Sasse: GOP in a battle between ‘conservatism and short-term-ism’

Nebraska Sen. Ben Sasse (R), who voted to convict former President Trump earlier this month in the Senate impeachment trial, warned that the Republican Party is in an internal battle between “conservatism and short-term-ism.”  

Sasse noted in an interview with NPR released Tuesday that “obviously there are a lot of people frustrated with me in Nebraska,” but he added that “a lot of them also have the six-and-a-half-year history with me where they know that though I’m a very conservative guy, I’m pretty independent-minded.”  

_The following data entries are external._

use std::collections::HashSet;
use std::path::Path;

use bytes::Bytes;
use rayon::prelude::*;
use smallvec::SmallVec;

use super::classifier::{classify, resolve};
use super::source::{open_bytes, open_path, WorkbookSource};
use super::types::*;
use super::utils::{column_letter, file_name_from_path};
use crate::error::ImportError;

#[derive(Debug, Clone)]
pub struct ImportOptions {
    /// Sheets to import, in order. `None` imports every sheet.
    pub sheet_names: Option<Vec<String>>,
    pub has_header: bool,
    /// Per-sheet cap on data rows, applied after the header row is taken.
    pub max_rows: Option<usize>,
}

impl Default for ImportOptions {
    fn default() -> Self {
        Self {
            sheet_names: None,
            has_header: true,
            max_rows: None,
        }
    }
}

impl ImportOptions {
    pub fn with_sheets<I, S>(mut self, names: I) -> Self
    where
        I: IntoIterator<Item = S>,
        S: Into<String>,
    {
        self.sheet_names = Some(names.into_iter().map(Into::into).collect());
        self
    }

    pub fn without_header(mut self) -> Self {
        self.has_header = false;
        self
    }

    pub fn with_max_rows(mut self, max_rows: usize) -> Self {
        self.max_rows = Some(max_rows);
        self
    }
}

#[derive(Debug, Clone, Default)]
pub struct ExcelImporter {
    options: ImportOptions,
}

impl ExcelImporter {
    pub fn new(options: ImportOptions) -> Self {
        Self { options }
    }

    pub fn options(&self) -> &ImportOptions {
        &self.options
    }

    /// Import a workbook from disk. The file handle is released before this returns.
    pub fn import_path(&self, path: impl AsRef<Path>) -> Result<ImportResult, ImportError> {
        let path = path.as_ref();
        let display = path.to_string_lossy();
        let mut workbook = open_path(path)?;
        self.import_source(&mut workbook, &display, &file_name_from_path(&display))
    }

    /// Import a workbook from an in-memory buffer; the format is sniffed from the bytes.
    pub fn import_bytes(&self, data: Bytes, file_name: &str) -> Result<ImportResult, ImportError> {
        tracing::info!("Opening workbook {} ({}KB)", file_name, data.len() / 1024);
        let mut workbook = open_bytes(data)?;
        self.import_source(&mut workbook, file_name, file_name)
    }

    pub fn import_source<S: WorkbookSource>(
        &self,
        source: &mut S,
        file_path: &str,
        file_name: &str,
    ) -> Result<ImportResult, ImportError> {
        let start = std::time::Instant::now();
        let available = source.sheet_names();
        tracing::info!("Found {} sheets: {:?}", available.len(), available);

        let mut sheets = Vec::new();
        for name in self.sheets_to_process(&available) {
            let rows = source.read_sheet(&name)?;
            let sheet = process_sheet(&name, rows, self.options.has_header, self.options.max_rows);
            tracing::debug!(
                "Imported sheet {}: {} rows, {} columns",
                sheet.name,
                sheet.row_count,
                sheet.col_count
            );
            sheets.push(sheet);
        }

        let result = ImportResult::new(file_path, file_name, sheets);
        tracing::info!(
            "Imported {} in {:?}: {} sheets, {} rows, {} columns",
            result.file_name,
            start.elapsed(),
            result.sheet_count,
            result.total_rows,
            result.total_columns
        );
        Ok(result)
    }

    /// Requested names in request order, minus duplicates and names the
    /// workbook does not have.
    fn sheets_to_process(&self, available: &[String]) -> Vec<String> {
        match &self.options.sheet_names {
            Some(requested) if !requested.is_empty() => {
                let mut seen = HashSet::new();
                requested
                    .iter()
                    .filter(|name| seen.insert(name.as_str()))
                    .filter(|name| {
                        let present = available.contains(name);
                        if !present {
                            tracing::debug!("Skipping unknown sheet {}", name);
                        }
                        present
                    })
                    .cloned()
                    .collect()
            }
            _ => available.to_vec(),
        }
    }
}

/// Normalise one sheet's raw rows into a rectangular table and profile each column.
pub fn process_sheet(
    name: &str,
    all_rows: Vec<Vec<CellValue>>,
    has_header: bool,
    max_rows: Option<usize>,
) -> SheetData {
    if all_rows.is_empty() {
        tracing::warn!("Sheet {} is empty", name);
        return SheetData::empty(name);
    }

    let col_count = all_rows.iter().map(Vec::len).max().unwrap_or(0);

    let mut rows = all_rows.into_iter();
    let raw_headers = if has_header { rows.next() } else { None };
    let data_rows: Vec<Vec<CellValue>> = rows
        .take(max_rows.unwrap_or(usize::MAX))
        .map(|mut row| {
            row.resize(col_count, CellValue::Null);
            row
        })
        .collect();

    let headers: Vec<String> = (0..col_count)
        .map(|idx| header_label(raw_headers.as_deref(), idx))
        .collect();

    let columns: Vec<ColumnInfo> = (0..col_count)
        .into_par_iter()
        .map(|idx| profile_column(idx, &headers[idx], &data_rows))
        .collect();

    SheetData {
        name: name.to_string(),
        row_count: data_rows.len(),
        col_count,
        headers,
        columns,
        rows: data_rows,
    }
}

fn header_label(raw_headers: Option<&[CellValue]>, idx: usize) -> String {
    match raw_headers.and_then(|row| row.get(idx)) {
        Some(cell) if !cell.is_blank() => cell.to_string(),
        _ => format!("Column_{}", column_letter(idx + 1)),
    }
}

fn profile_column(index: usize, header: &str, rows: &[Vec<CellValue>]) -> ColumnInfo {
    let mut type_counts = TypeHistogram::new();
    let mut distinct = HashSet::new();
    let mut sample_values = SmallVec::<[CellValue; SAMPLE_SIZE]>::new();
    let mut non_empty_count = 0;
    let mut empty_count = 0;

    for value in rows.iter().map(|row| row.get(index).unwrap_or(&NULL_CELL)) {
        let cell_type = classify(value);
        *type_counts.entry(cell_type).or_insert(0) += 1;

        if cell_type == DataType::Empty {
            empty_count += 1;
            continue;
        }
        non_empty_count += 1;
        if sample_values.len() < SAMPLE_SIZE {
            sample_values.push(value.clone());
        }
        distinct.insert(value.unique_key());
    }

    ColumnInfo {
        index,
        letter: column_letter(index + 1),
        header: header.to_string(),
        detected_type: resolve(&type_counts),
        total_count: rows.len(),
        non_empty_count,
        empty_count,
        unique_count: distinct.len(),
        sample_values,
        type_counts,
    }
}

“I don’t think they’re very surprised, but obviously there is a move at county and state levels across the country to have the Republican party focus, even more, on the personality of Donald Trump. And I don’t think that’s healthy,” he told the outlet. 

Several county-level GOP organizations in Nebraska have censured Sasse in a rebuke of his vote in the impeachment trial. The state Republican Central Committee is also expected to consider resolutions to censure the GOP lawmaker, according to The Associated Press.

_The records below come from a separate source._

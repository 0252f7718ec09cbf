use std::collections::BTreeMap;
use std::fmt;

use chrono::{DateTime, NaiveDate, NaiveDateTime, NaiveTime, Utc};
use serde::Serialize;
use smallvec::SmallVec;

use super::utils::{format_float, serialize_display_values};

pub const SAMPLE_SIZE: usize = 5;

/// Semantic type of a cell or, once resolved, of a whole column.
///
/// Declaration order is significant: histograms and type summaries are keyed
/// by this ordering, which also fixes the tie-break for dominant types.
#[derive(Debug, Clone, Copy, PartialEq, Eq, PartialOrd, Ord, Hash, Serialize)]
pub enum DataType {
    Integer,
    Float,
    Percentage,
    Currency,
    Text,
    Boolean,
    Date,
    Time,
    DateTime,
    Email,
    #[serde(rename = "URL")]
    Url,
    Phone,
    Empty,
    Mixed,
}

impl DataType {
    pub fn as_str(&self) -> &'static str {
        match self {
            DataType::Integer => "Integer",
            DataType::Float => "Float",
            DataType::Percentage => "Percentage",
            DataType::Currency => "Currency",
            DataType::Text => "Text",
            DataType::Boolean => "Boolean",
            DataType::Date => "Date",
            DataType::Time => "Time",
            DataType::DateTime => "DateTime",
            DataType::Email => "Email",
            DataType::Url => "URL",
            DataType::Phone => "Phone",
            DataType::Empty => "Empty",
            DataType::Mixed => "Mixed",
        }
    }

    pub fn is_numeric(&self) -> bool {
        matches!(
            self,
            DataType::Integer | DataType::Float | DataType::Currency | DataType::Percentage
        )
    }

    pub fn is_textual(&self) -> bool {
        matches!(
            self,
            DataType::Text | DataType::Email | DataType::Url | DataType::Phone
        )
    }

    /// Date and DateTime columns; bare times carry no calendar position.
    pub fn is_calendar(&self) -> bool {
        matches!(self, DataType::Date | DataType::DateTime)
    }
}

impl fmt::Display for DataType {
    fn fmt(&self, f: &mut fmt::Formatter<'_>) -> fmt::Result {
        f.write_str(self.as_str())
    }
}

/// A single cell as read from a workbook.
#[derive(Debug, Clone, PartialEq)]
pub enum CellValue {
    Null,
    Bool(bool),
    Int(i64),
    Float(f64),
    Text(String),
    Date(NaiveDate),
    DateTime(NaiveDateTime),
    Time(NaiveTime),
}

impl CellValue {
    pub fn is_null(&self) -> bool {
        matches!(self, CellValue::Null)
    }

    /// Null, or text that is blank once trimmed.
    pub fn is_blank(&self) -> bool {
        match self {
            CellValue::Null => true,
            CellValue::Text(s) => s.trim().is_empty(),
            _ => false,
        }
    }

    /// Hashable identity used for distinct-value counting. Integral floats
    /// share a key with the equal integer.
    pub fn unique_key(&self) -> ValueKey {
        match self {
            CellValue::Null => ValueKey::Null,
            CellValue::Bool(b) => ValueKey::Bool(*b),
            CellValue::Int(i) => ValueKey::Int(*i),
            CellValue::Float(f) => {
                if f.fract() == 0.0 && *f >= i64::MIN as f64 && *f < i64::MAX as f64 {
                    ValueKey::Int(*f as i64)
                } else {
                    ValueKey::Float(f.to_bits())
                }
            }
            CellValue::Text(s) => ValueKey::Text(s.clone()),
            CellValue::Date(d) => ValueKey::Date(*d),
            CellValue::DateTime(dt) => ValueKey::DateTime(*dt),
            CellValue::Time(t) => ValueKey::Time(*t),
        }
    }
}

impl fmt::Display for CellValue {
    fn fmt(&self, f: &mut fmt::Formatter<'_>) -> fmt::Result {
        match self {
            CellValue::Null => Ok(()),
            CellValue::Bool(b) => write!(f, "{}", b),
            CellValue::Int(i) => write!(f, "{}", i),
            CellValue::Float(v) => f.write_str(&format_float(*v)),
            CellValue::Text(s) => f.write_str(s),
            CellValue::Date(d) => write!(f, "{}", d.format("%Y-%m-%d")),
            CellValue::DateTime(dt) => write!(f, "{}", dt.format("%Y-%m-%d %H:%M:%S")),
            CellValue::Time(t) => write!(f, "{}", t.format("%H:%M:%S")),
        }
    }
}

impl From<bool> for CellValue {
    fn from(value: bool) -> Self {
        CellValue::Bool(value)
    }
}

impl From<i64> for CellValue {
    fn from(value: i64) -> Self {
        CellValue::Int(value)
    }
}

impl From<i32> for CellValue {
    fn from(value: i32) -> Self {
        CellValue::Int(value as i64)
    }
}

impl From<f64> for CellValue {
    fn from(value: f64) -> Self {
        CellValue::Float(value)
    }
}

impl From<&str> for CellValue {
    fn from(value: &str) -> Self {
        CellValue::Text(value.to_string())
    }
}

impl From<String> for CellValue {
    fn from(value: String) -> Self {
        CellValue::Text(value)
    }
}

impl From<NaiveDate> for CellValue {
    fn from(value: NaiveDate) -> Self {
        CellValue::Date(value)
    }
}

impl From<NaiveDateTime> for CellValue {
    fn from(value: NaiveDateTime) -> Self {
        CellValue::DateTime(value)
    }
}

impl From<NaiveTime> for CellValue {
    fn from(value: NaiveTime) -> Self {
        CellValue::Time(value)
    }
}

impl<T: Into<CellValue>> From<Option<T>> for CellValue {
    fn from(value: Option<T>) -> Self {
        value.map_or(CellValue::Null, Into::into)
    }
}

#[derive(Debug, Clone, PartialEq, Eq, Hash)]
pub enum ValueKey {
    Null,
    Bool(bool),
    Int(i64),
    Float(u64),
    Text(String),
    Date(NaiveDate),
    DateTime(NaiveDateTime),
    Time(NaiveTime),
}

/// Occurrences of each cell type within one column.
pub type TypeHistogram = BTreeMap<DataType, usize>;

#[derive(Debug, Clone, PartialEq, Serialize)]
pub struct ColumnInfo {
    pub index: usize,
    pub letter: String,
    pub header: String,
    pub detected_type: DataType,
    pub total_count: usize,
    pub non_empty_count: usize,
    pub empty_count: usize,
    pub unique_count: usize,
    #[serde(serialize_with = "serialize_display_values")]
    pub sample_values: SmallVec<[CellValue; SAMPLE_SIZE]>,
    pub type_counts: TypeHistogram,
}

#[derive(Debug, Clone, PartialEq, Serialize)]
pub struct SheetData {
    pub name: String,
    pub row_count: usize,
    pub col_count: usize,
    pub headers: Vec<String>,
    pub columns: Vec<ColumnInfo>,
    #[serde(skip)]
    pub rows: Vec<Vec<CellValue>>,
}

impl SheetData {
    pub fn empty(name: &str) -> Self {
        Self {
            name: name.to_string(),
            row_count: 0,
            col_count: 0,
            headers: Vec::new(),
            columns: Vec::new(),
            rows: Vec::new(),
        }
    }

    pub fn column_values(&self, index: usize) -> impl Iterator<Item = &CellValue> + '_ {
        self.rows
            .iter()
            .map(move |row| row.get(index).unwrap_or(&NULL_CELL))
    }

    /// First `limit` data rows rendered for display.
    pub fn preview(&self, limit: usize) -> Vec<Vec<String>> {
        self.rows
            .iter()
            .take(limit)
            .map(|row| row.iter().map(|cell| cell.to_string()).collect())
            .collect()
    }
}

pub(crate) static NULL_CELL: CellValue = CellValue::Null;

#[derive(Debug, Clone, PartialEq, Serialize)]
pub struct ImportResult {
    pub file_path: String,
    pub file_name: String,
    pub import_time: DateTime<Utc>,
    pub total_rows: usize,
    pub total_columns: usize,
    pub sheet_count: usize,
    pub sheets: Vec<SheetData>,
}

impl ImportResult {
    pub fn new(file_path: &str, file_name: &str, sheets: Vec<SheetData>) -> Self {
        Self {
            file_path: file_path.to_string(),
            file_name: file_name.to_string(),
            import_time: Utc::now(),
            total_rows: sheets.iter().map(|s| s.row_count).sum(),
            total_columns: sheets.iter().map(|s| s.col_count).sum(),
            sheet_count: sheets.len(),
            sheets,
        }
    }

    pub fn sheet(&self, name: &str) -> Option<&SheetData> {
        self.sheets.iter().find(|s| s.name == name)
    }
}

Sasse’s comments also come at a time when the GOP faces divisions within the party between those who still support the former president and those who are looking to move on from the Trump era of Republican politics.

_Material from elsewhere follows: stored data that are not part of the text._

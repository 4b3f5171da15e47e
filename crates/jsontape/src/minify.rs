//! Whitespace-stripping minifier.
//!
//! Drops insignificant whitespace between tokens while passing string
//! bodies through untouched, using the same quote/backslash bookkeeping as
//! the structural scanner in scalar form. Grammar outside of strings is not
//! validated, but string trouble the copy loop can see is reported: an
//! unterminated string or an unknown escape fails the whole call.

use crate::error::{Error, Result};

/// Appends a minified copy of `input` to `out`.
///
/// On error `out` is restored to its original length.
pub fn minify(input: &[u8], out: &mut Vec<u8>) -> Result<()> {
    let start = out.len();
    out.reserve(input.len());
    let mut in_string = false;
    let mut bytes = input.iter().copied();
    while let Some(b) = bytes.next() {
        if in_string {
            out.push(b);
            match b {
                b'\\' => {
                    let Some(esc) = bytes.next() else {
                        out.truncate(start);
                        return Err(Error::UnclosedString);
                    };
                    if !matches!(esc, b'"' | b'\\' | b'/' | b'b' | b'f' | b'n' | b'r' | b't' | b'u')
                    {
                        out.truncate(start);
                        return Err(Error::StringError);
                    }
                    out.push(esc);
                }
                b'"' => in_string = false,
                _ => {}
            }
        } else {
            match b {
                b' ' | b'\t' | b'\n' | b'\r' => {}
                b'"' => {
                    in_string = true;
                    out.push(b);
                }
                _ => out.push(b),
            }
        }
    }
    if in_string {
        out.truncate(start);
        return Err(Error::UnclosedString);
    }
    Ok(())
}

/// Convenience wrapper returning a fresh buffer.
pub fn minified(input: &[u8]) -> Result<Vec<u8>> {
    let mut out = Vec::new();
    minify(input, &mut out)?;
    Ok(out)
}
impl<'a> TapeCursor<'a> {
    /// The type tag at the cursor.
    #[must_use]
    pub fn tape_type(&self) -> TapeType {
        TapeType::from_tag(tag_of(self.tape[self.idx])).unwrap_or(TapeType::Root)
    }

    /// The cursor's tape index.
    #[must_use]
    pub fn tape_index(&self) -> usize {
        self.idx
    }

    #[inline]
    fn cell(&self) -> u64 {
        self.tape[self.idx]
    }

    /// Cells occupied by the value at `idx`, container contents included.
    fn span_at(&self, idx: usize) -> usize {
        match tag_of(self.tape[idx]) {
            b'{' | b'[' => payload_of(self.tape[idx]) as usize - idx + 1,
            b'l' | b'u' | b'd' => 2,
            _ => 1,
        }
    }

    /// Moves to the first child of the container at the cursor.
    ///
    /// Returns `false` (cursor unchanged) when the container is empty. Only
    /// meaningful at `{` or `[`.
    pub fn down(&mut self) -> bool {
        let tag = tag_of(self.cell());
        if tag != b'{' && tag != b'[' {
            return false;
        }
        let close = payload_of(self.cell()) as usize;
        if close == self.idx + 1 {
            return false;
        }
        self.scopes.push(self.idx);
        self.idx += 1;
        true
    }

    /// Moves to the enclosing container's open cell.
    ///
    /// Returns `false` at the root.
    pub fn up(&mut self) -> bool {
        match self.scopes.pop() {
            Some(open) => {
                self.idx = open;
                true
            }
            None => false,
        }
    }

    /// Moves to the next sibling; `false` (cursor unchanged) when there is
    /// none.
    pub fn next(&mut self) -> bool {
        let candidate = self.idx + self.span_at(self.idx);
        match tag_of(self.tape[candidate]) {
            b'}' | b']' | b'r' => false,
            _ => {
                self.idx = candidate;
                true
            }
        }
    }

    /// Moves to the previous sibling; `false` (cursor unchanged) at the
    /// first child. O(n) in the scope size.
    pub fn prev(&mut self) -> bool {
        let first = match self.scopes.last() {
            Some(&open) => open + 1,
            None => return false,
        };
        if self.idx == first {
            return false;
        }
        let mut p = first;
        loop {
            let n = p + self.span_at(p);
            if n == self.idx {
                self.idx = p;
                return true;
            }
            debug_assert!(n < self.idx, "sibling chain must land on the cursor");
            p = n;
        }
    }

    /// At `{`: moves to the value of `key`. On a miss the cursor is
    /// unchanged and the result is `false`. O(n) linear scan, exact match.
    pub fn move_to_key(&mut self, key: &str) -> bool {
        if tag_of(self.cell()) != b'{' {
            return false;
        }
        let close = payload_of(self.cell()) as usize;
        let mut k = self.idx + 1;
        while k < close {
            debug_assert_eq!(tag_of(self.tape[k]), b'"', "object keys are strings");
            let found = read_scratch_string(self.strings, payload_of(self.tape[k]) as usize)
                .map(|s| s == key)
                .unwrap_or(false);
            let value = k + 1;
            if found {
                self.scopes.push(self.idx);
                self.idx = value;
                return true;
            }
            k = value + self.span_at(value);
        }
        false
    }

    /// At `[`: moves to element `i`. On an out-of-range index the cursor is
    /// unchanged and the result is `false`. O(n) traversal.
    pub fn move_to_index(&mut self, i: usize) -> bool {
        if tag_of(self.cell()) != b'[' {
            return false;
        }
        let close = payload_of(self.cell()) as usize;
        let mut k = self.idx + 1;
        let mut remaining = i;
        while k < close {
            if remaining == 0 {
                self.scopes.push(self.idx);
                self.idx = k;
                return true;
            }
            remaining -= 1;
            k += self.span_at(k);
        }
        false
    }

    /// Like [`TapeCursor::move_to_key`], but returns a new cursor at the
    /// value and leaves this one untouched.
    pub fn at_key(&self, key: &str) -> Result<TapeCursor<'a>> {
        let mut cursor = self.clone();
        if cursor.move_to_key(key) {
            Ok(cursor)
        } else if tag_of(self.cell()) == b'{' {
            Err(Error::NoSuchField)
        } else {
            Err(Error::IncorrectType)
        }
    }

    /// Like [`TapeCursor::move_to_index`], but returns a new cursor at the
    /// element and leaves this one untouched.
    pub fn at_index(&self, i: usize) -> Result<TapeCursor<'a>> {
        let mut cursor = self.clone();
        if cursor.move_to_index(i) {
            Ok(cursor)
        } else if tag_of(self.cell()) == b'[' {
            Err(Error::IndexOutOfBounds)
        } else {
            Err(Error::IncorrectType)
        }
    }

    /// Signed integer at the cursor. An unsigned cell converts when it
    /// fits; otherwise [`Error::NumberOutOfRange`].
    pub fn get_integer(&self) -> Result<i64> {
        match tag_of(self.cell()) {
            b'l' => Ok(self.tape[self.idx + 1] as i64),
            b'u' => {
                let v = self.tape[self.idx + 1];
                i64::try_from(v).map_err(|_| Error::NumberOutOfRange)
            }
            _ => Err(Error::IncorrectType),
        }
    }

    /// Unsigned integer at the cursor. A non-negative signed cell converts;
    /// a negative one is [`Error::NumberOutOfRange`].
    pub fn get_unsigned(&self) -> Result<u64> {
        match tag_of(self.cell()) {
            b'u' => Ok(self.tape[self.idx + 1]),
            b'l' => {
                let v = self.tape[self.idx + 1] as i64;
                u64::try_from(v).map_err(|_| Error::NumberOutOfRange)
            }
            _ => Err(Error::IncorrectType),
        }
    }

    /// Double at the cursor; strict, integers do not convert.
    pub fn get_double(&self) -> Result<f64> {
        match tag_of(self.cell()) {
            b'd' => Ok(f64::from_bits(self.tape[self.idx + 1])),
            _ => Err(Error::IncorrectType),
        }
    }

    /// Unescaped string at the cursor; borrows the parser's scratch.
    pub fn get_string(&self) -> Result<&'a str> {
        match tag_of(self.cell()) {
            b'"' => read_scratch_string(self.strings, payload_of(self.cell()) as usize),
            _ => Err(Error::IncorrectType),
        }
    }

    /// Boolean at the cursor.
    pub fn get_bool(&self) -> Result<bool> {
        match tag_of(self.cell()) {
            b't' => Ok(true),
            b'f' => Ok(false),
            _ => Err(Error::IncorrectType),
        }
    }

    /// True iff the cursor is on a `null` cell.
    #[must_use]
    pub fn is_null(&self) -> bool {
        tag_of(self.cell()) == b'n'
    }
}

Republican senators indicated to The Hill on Sunday that they see a new opportunity for someone else in the GOP to take the party’s top spot as leader going into the 2024 election cycle. 

During his interview with NPR, Sasse said the GOP needed to assess where the party stands. 

Asked whether the GOP is “still Donald Trump’s party,” Sasse called for the Republican Party to “distinguish between conservatism and short-term-ism.” 

“I think it’s important to give a frank assessment of where the party of Lincoln and Reagan is right now,” Sasse said. “I think there’s a whole bunch of stuff the party of Lincoln and Reagan needs to do to persuade people we have a 2030 agenda, not a 20-minute Twitter agenda.”

The Senate acquitted Trump in his second impeachment trial earlier this month in a 57-43 vote, after he was charged with inciting the mob that rioted at the Capitol on Jan. 6. 

Seven GOP senators, including Sasse, voted alongside every Democrat to find the former president guilty.

Following Trump’s second impeachment trial, 75 percent of Republicans said in a poll released Monday that they want him to continue playing a prominent role in the Republican party.

Sasse, prior to his vote to convict Trump in his impeachment trial, released a video pushing back against retaliation from the Nebraska Republican State Central Committee, warning that “political addicts don’t represent most Nebraska conservatives.”

“I listen to Nebraskans every day and very few of them are as angry about life as some of the people on this committee. Not all of you, but a lot,” Sasse said in the video.